In practice a futures contract carries the terms and conditions to both the party to carry forward the transaction to the next date, or dates as mentioned in the contract. The party whose equity account is less than the specified amount pays the difference, which is technically termed as variation margin. Thus, by the end of the trading those involved in the contract step into a fresh forward contract. This will have the same maturity date that was printed in the original contract, but giving a revised forward price. This process is known ‘marking to market’. Herein the clearing house replaces each futures contract that exists presently with a new one.

An example of this transaction would be the buyer X and the seller Y step into a 1,000 ton sugar futures contract at the rate of Rs. 10 per ton. Then taking into assumption that on the next day of this the settlement price of sugar is Rs. 10.20 per ton. Then this price fluctuation would lead to a Rs. 1,000 loss to Y, while X earns a profit of the same amount.

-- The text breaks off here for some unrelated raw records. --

use crate::error::RleError;
use std::str::FromStr;

/// How the decoder reacts when input ends inside a record payload.
#[derive(Debug, Clone, Copy, PartialEq, Eq, Default)]
pub enum TruncationPolicy {
    /// Fail with `RleError::MalformedStream`.
    #[default]
    Strict,
    /// Emit whatever payload was present and stop.
    Lenient,
}

pub const DEFAULT_BUFFER_SIZE: usize = 64 * 1024;

#[derive(Debug, Clone)]
pub struct CodecConfig {
    pub truncation: TruncationPolicy,
    pub buffer_size: usize,
    pub show_progress: bool,
}

impl Default for CodecConfig {
    fn default() -> Self {
        Self {
            truncation: TruncationPolicy::Strict,
            buffer_size: DEFAULT_BUFFER_SIZE,
            show_progress: false,
        }
    }
}

impl CodecConfig {
    pub fn with_truncation(mut self, truncation: TruncationPolicy) -> Self {
        self.truncation = truncation;
        self
    }

    pub fn with_buffer_size(mut self, buffer_size: usize) -> Self {
        self.buffer_size = buffer_size;
        self
    }

    pub fn with_progress(mut self, show_progress: bool) -> Self {
        self.show_progress = show_progress;
        self
    }

    pub fn validate(&self) -> Result<(), RleError> {
        if self.buffer_size == 0 {
            return Err(RleError::ConfigError("buffer size must be non-zero".to_string()));
        }
        Ok(())
    }
}

impl FromStr for TruncationPolicy {
    type Err = RleError;
    fn from_str(s: &str) -> Result<Self, Self::Err> {
        match s.to_lowercase().as_str() {
            "strict" => Ok(TruncationPolicy::Strict),
            "lenient" => Ok(TruncationPolicy::Lenient),
            _ => Err(RleError::ConfigError(format!("Invalid truncation policy: {}", s))),
        }
    }
}

#[cfg(test)]
mod tests {
    use super::*;

    #[test]
    fn test_parse_policy() {
        assert_eq!("strict".parse::<TruncationPolicy>().unwrap(), TruncationPolicy::Strict);
        assert_eq!("Lenient".parse::<TruncationPolicy>().unwrap(), TruncationPolicy::Lenient);
        assert!("sloppy".parse::<TruncationPolicy>().is_err());
    }

    #[test]
    fn test_validate() {
        assert!(CodecConfig::default().validate().is_ok());
        let config = CodecConfig::default().with_buffer_size(0);
        assert!(matches!(config.validate(), Err(RleError::ConfigError(_))));
    }
}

The settlement price is considered as the representative price. This particular price is the rate at which the contracts trade in the closing time of the trading time span.

To sum up, the futures contract can also be considered as a roll over forward contract. As pre technical definition of the futures contract it is: A standardized agreement between the buyer and the seller, wherein the seller is obligated to deliver a precise asset to the buyer on the precise date (as stated in the contract); and the buyer is obligated to pay the seller the prevailing futures price on delivery of the asset.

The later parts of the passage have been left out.